Ökologische Geldanlage: Gutes Gewissen mit Profit?

25. April 2009 | von Stefan Schmidt | Rubriken: Basics, Wirtschaft

Wer noch nicht alles verspielt und verloren hat, fragt sich, wie er sein Geld in einen sicheren Hafen bringen kann.
Und wer neben unseren kleinen ökonomischen auch noch die großen ökologischen Probleme wahrnimmt, möchte beide gerne verbinden. Aber geht das überhaupt?

Ist die Ökoaktie ein profitabler Beitrag für eine bessere Welt? Oder lügt sich der Aktivist im Aktionär selbst in die Tasche?
Mit diesen Fragen hat sich unser Gastautor Hendrik Franz beschäftigt.

Lehmann-Zertifikate und Kaupthing-Tagesgelder lauten die Schlagwörter der täglich erlebbar gewordenen Gier an unseren Finanzmärkten. Die Schuldigen sind natürlich ‘die da oben’ und die unfähigen Bankmanager. Dafür streichen wir ihnen jetzt rigoros die Boni, bis selbst Herr Ackermann sich auf Knien rutschend bei jedem von uns persönlich entschuldigt hat.
Doch mal ehrlich: Wer hat denn in den letzten Jahren all die Geldanlagen gekauft, die jetzt als ‘unseriös’ und ‘windig’ abgetan werden? Haben Banker nicht eigentlich nur eine Nachfrage bedient? Die Nachfrage nach risikofreien Produkten, die trotzdem zweistellige Renditen garantieren? Haben nicht vielmehr zu viele ‘mündige’ Anleger nur zu gern an das Land, in dem Milch und Honig fließen, geglaubt? Geiz beim Geld ausgeben und Gier beim Geld anlegen! Beides finden wir total geil!
Einigen von uns scheint der Schuss aber nicht unbemerkt vor den Bug geknallt zu sein; es setzt ein vorsichtiges Nachdenken über die Funktionsmechanismen unserer Finanzwelt ein: so genannte ‘ethisch-ökologische’ Banken rühmen sich seit Wochen damit, nicht mehr nachzukommen mit der Bearbeitung von Neukundenanträgen.

Wie hältst Du’s mit den Mitteln?

Natürlich melden sich jetzt aufmerksame und kritische Geister mit der bekannten Behauptung, sie hätten ja schon immer alles vorher gewusst. Daher hatten diese sich bereits vor geraumer Zeit vorsorglich mit bunten Prospekten eingedeckt, auf denen blitz-blanke Windräder auf saftig-grünen, sonnenbeschienenen Wiesen dem Eigentümer dicke Gewinne versprechen.

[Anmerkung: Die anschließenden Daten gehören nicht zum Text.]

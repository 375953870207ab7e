use chrono::{NaiveDate, NaiveDateTime};
use serde::{Deserialize, Serialize};

use super::{Client, Plan, Service};
use super::time::{TimeInterval, TimeOfDay};

#[derive(Debug, Clone, Serialize, Deserialize, PartialEq)]
#[serde(rename_all = "camelCase")]
pub struct Appointment {
    pub id: String,
    pub client_id: String,
    pub barber_id: String,
    pub location_id: String,
    pub service_id: String,
    pub appointment_date: NaiveDate,
    pub start_time: TimeOfDay,
    pub end_time: TimeOfDay,
    pub status: AppointmentStatus,
    pub payment_method: Option<String>,
    pub payment_status: PaymentStatus,
    pub notes: Option<String>,
    pub created_at: NaiveDateTime,
    pub updated_at: NaiveDateTime,
}

impl Appointment {
    pub fn interval(&self) -> TimeInterval {
        TimeInterval::new(self.appointment_date, self.start_time, self.end_time)
    }

    pub fn is_active(&self) -> bool {
        self.status.is_active()
    }
}

#[derive(Debug, Clone, Copy, Serialize, Deserialize, PartialEq, Eq)]
#[serde(rename_all = "snake_case")]
pub enum AppointmentStatus {
    Scheduled,
    Completed,
    Cancelled,
    NoShow,
}

impl AppointmentStatus {
    pub fn as_str(&self) -> &'static str {
        match self {
            AppointmentStatus::Scheduled => "scheduled",
            AppointmentStatus::Completed => "completed",
            AppointmentStatus::Cancelled => "cancelled",
            AppointmentStatus::NoShow => "no_show",
        }
    }

    pub fn parse(s: &str) -> Option<Self> {
        match s {
            "scheduled" => Some(AppointmentStatus::Scheduled),
            "completed" => Some(AppointmentStatus::Completed),
            "cancelled" => Some(AppointmentStatus::Cancelled),
            "no_show" => Some(AppointmentStatus::NoShow),
            _ => None,
        }
    }

    pub fn is_active(&self) -> bool {
        *self != AppointmentStatus::Cancelled
    }
}

#[derive(Debug, Clone, Copy, Serialize, Deserialize, PartialEq, Eq)]
#[serde(rename_all = "snake_case")]
pub enum PaymentStatus {
    Pending,
    Paid,
    Cancelled,
}

impl PaymentStatus {
    pub fn as_str(&self) -> &'static str {
        match self {
            PaymentStatus::Pending => "pending",
            PaymentStatus::Paid => "paid",
            PaymentStatus::Cancelled => "cancelled",
        }
    }

    pub fn parse(s: &str) -> Option<Self> {
        match s {
            "pending" => Some(PaymentStatus::Pending),
            "paid" => Some(PaymentStatus::Paid),
            "cancelled" => Some(PaymentStatus::Cancelled),
            _ => None,
        }
    }
}

/// Booking request. `end_time`, when given, must agree with the service duration.
#[derive(Debug, Clone, Deserialize)]
#[serde(rename_all = "camelCase")]
pub struct NewAppointment {
    pub client_id: String,
    pub barber_id: String,
    pub location_id: String,
    pub service_id: String,
    pub appointment_date: NaiveDate,
    pub start_time: TimeOfDay,
    pub end_time: Option<TimeOfDay>,
    pub payment_method: Option<String>,
    pub payment_status: Option<PaymentStatus>,
    pub notes: Option<String>,
}

#[derive(Debug, Clone, Default, Deserialize)]
#[serde(rename_all = "camelCase")]
pub struct AppointmentPatch {
    pub client_id: Option<String>,
    pub barber_id: Option<String>,
    pub location_id: Option<String>,
    pub service_id: Option<String>,
    pub appointment_date: Option<NaiveDate>,
    pub start_time: Option<TimeOfDay>,
    pub status: Option<AppointmentStatus>,
    pub payment_method: Option<String>,
    pub payment_status: Option<PaymentStatus>,
    pub notes: Option<String>,
}

/// Client with its plan, as embedded in appointment reads.
#[derive(Debug, Clone, Serialize)]
#[serde(rename_all = "camelCase")]
pub struct ClientWithPlan {
    #[serde(flatten)]
    pub client: Client,
    pub plan: Option<Plan>,
}

#[derive(Debug, Clone, Serialize)]
#[serde(rename_all = "camelCase")]
pub struct AppointmentDetails {
    #[serde(flatten)]
    pub appointment: Appointment,
    pub client: ClientWithPlan,
    pub service: Service,
}
use std::sync::{Arc, Mutex, MutexGuard};

use rusqlite::Connection;
use tokio::sync::broadcast;

use crate::config::AppConfig;
use crate::errors::AppError;
use crate::models::AppointmentEvent;
use crate::services::clock::Clock;

pub struct AppState {
    pub db: Arc<Mutex<Connection>>,
    pub config: AppConfig,
    pub clock: Box<dyn Clock>,
    pub events_tx: broadcast::Sender<AppointmentEvent>,
}

impl AppState {
    pub fn conn(&self) -> Result<MutexGuard<'_, Connection>, AppError> {
        self.db
            .lock()
            .map_err(|_| AppError::Internal("database lock poisoned".to_string()))
    }

    pub fn notify(&self, event: AppointmentEvent) {
        // No subscribers is fine.
        let _ = self.events_tx.send(event);
    }
}
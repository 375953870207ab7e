use chrono::{Datelike, Duration, NaiveDate, NaiveDateTime};
use serde::Serialize;

use crate::config::BusinessHours;
use crate::models::{Appointment, TimeInterval, TimeOfDay};

#[derive(Debug, Clone, Serialize)]
#[serde(rename_all = "camelCase")]
pub struct WeekGrid {
    pub week_start: NaiveDate,
    pub slot_minutes: u32,
    pub days: Vec<DayColumn>,
}

#[derive(Debug, Clone, Serialize)]
pub struct DayColumn {
    pub date: NaiveDate,
    pub slots: Vec<SlotCell>,
}

#[derive(Debug, Clone, Serialize)]
#[serde(rename_all = "camelCase")]
pub struct SlotCell {
    pub start: TimeOfDay,
    /// Slot start is before now; the grid does not accept drops here.
    pub past: bool,
    pub appointment_ids: Vec<String>,
}

/// Monday of the week containing `date`.
pub fn week_start_of(date: NaiveDate) -> NaiveDate {
    date - Duration::days(date.weekday().num_days_from_monday() as i64)
}

/// Seven day columns of grid slots, each listing the active appointments
/// whose interval covers part of the slot.
pub fn week_grid(
    hours: &BusinessHours,
    week_start: NaiveDate,
    now: NaiveDateTime,
    appointments: &[Appointment],
) -> WeekGrid {
    let slots = hours.slots();
    let days = (0..7)
        .map(|offset| {
            let date = week_start + Duration::days(offset);
            let cells = slots
                .iter()
                .map(|&start| {
                    let end = start
                        .add_minutes(hours.slot_minutes)
                        .and_then(TimeOfDay::from_minutes)
                        .unwrap_or(hours.close);
                    let cell = TimeInterval::new(date, start, end);
                    SlotCell {
                        start,
                        past: start.on(date) < now,
                        appointment_ids: appointments
                            .iter()
                            .filter(|a| a.is_active() && a.interval().overlaps(&cell))
                            .map(|a| a.id.clone())
                            .collect(),
                    }
                })
                .collect();
            DayColumn { date, slots: cells }
        })
        .collect();

    WeekGrid {
        week_start,
        slot_minutes: hours.slot_minutes,
        days,
    }
}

Ethisches Investment? Kennen wir alles schon. Schließlich will man im Wartebereich des Friseurs unseres Vertrauens beim Blättern zwischen ‘Spiegel’ und ‘Focus’ nicht nur mit unermesslichen Renditen, sondern auch mit einem guten Gewissen prahlen. ‘Ethische’, ‘grüne’, ‘ökologische’ oder sonst wie mit Gutmenschenadjektiven belegte Aktienfonds sind schon lange chic.
Doch was soll der verantwortungsbewusste Anleger von den Geschichten der Prahlhänse halten, die er da ungewollt beim Friseur aufschnappt? Ist buntes Prospekt gleich buntes Prospekt oder könnte es da etwa auch den einen oder anderen Unterschied geben?
Wie jedes ordentliche Diskussionsthema hält auch das ‘Ethische Investment’ eine Gretchen-Frage parat. Es ist dies die Frage nach der Mittelverwendung und das macht die Sache dann auch einigermaßen anspruchsvoll. Denn während konventionelle Investoren die drei Anlagemotive Rendite, Sicherheit und Liquidität unter einen Hut bringen müssen (man spricht salomonisch vom Magischen Dreieck der Finanzwirtschaft), will bei ethischen Investoren zusätzlich das Motiv der Mittelverwendung unter den engen Hut. Um das Gedrängel unter dem Hut im Rahmen zu halten, müssen konventionelle Investoren bspw. ein Stück Sicherheit außen vor lassen, wenn sie eine höhere Rendite erzielen möchten. Das wurde in den letzten Jahren zwar nur allzu gern verdrängt, wird aber aktuell von vielen Teilnehmern des großen Geldanlagespiels neu gelernt. Ethische Investoren hingegen beabsichtigen, ihre Mittel nur für ganz bestimmte Projekte oder Unternehmen zu verwenden. Dadurch müssen sie manchmal lukrative Investitionschancen ungenutzt lassen und können nur eingeschränkt Risikostreuung betreiben, worunter die Sicherheit der Anlagen leiden kann. Diese Punkte werden von großformatigen Werbeanzeigen gern geleugnet: ‘Gutes Gewissen und Rendite sind kein Widerspruch’ wird da entgegen jeglicher finanzwirtschaftlicher Logik postuliert.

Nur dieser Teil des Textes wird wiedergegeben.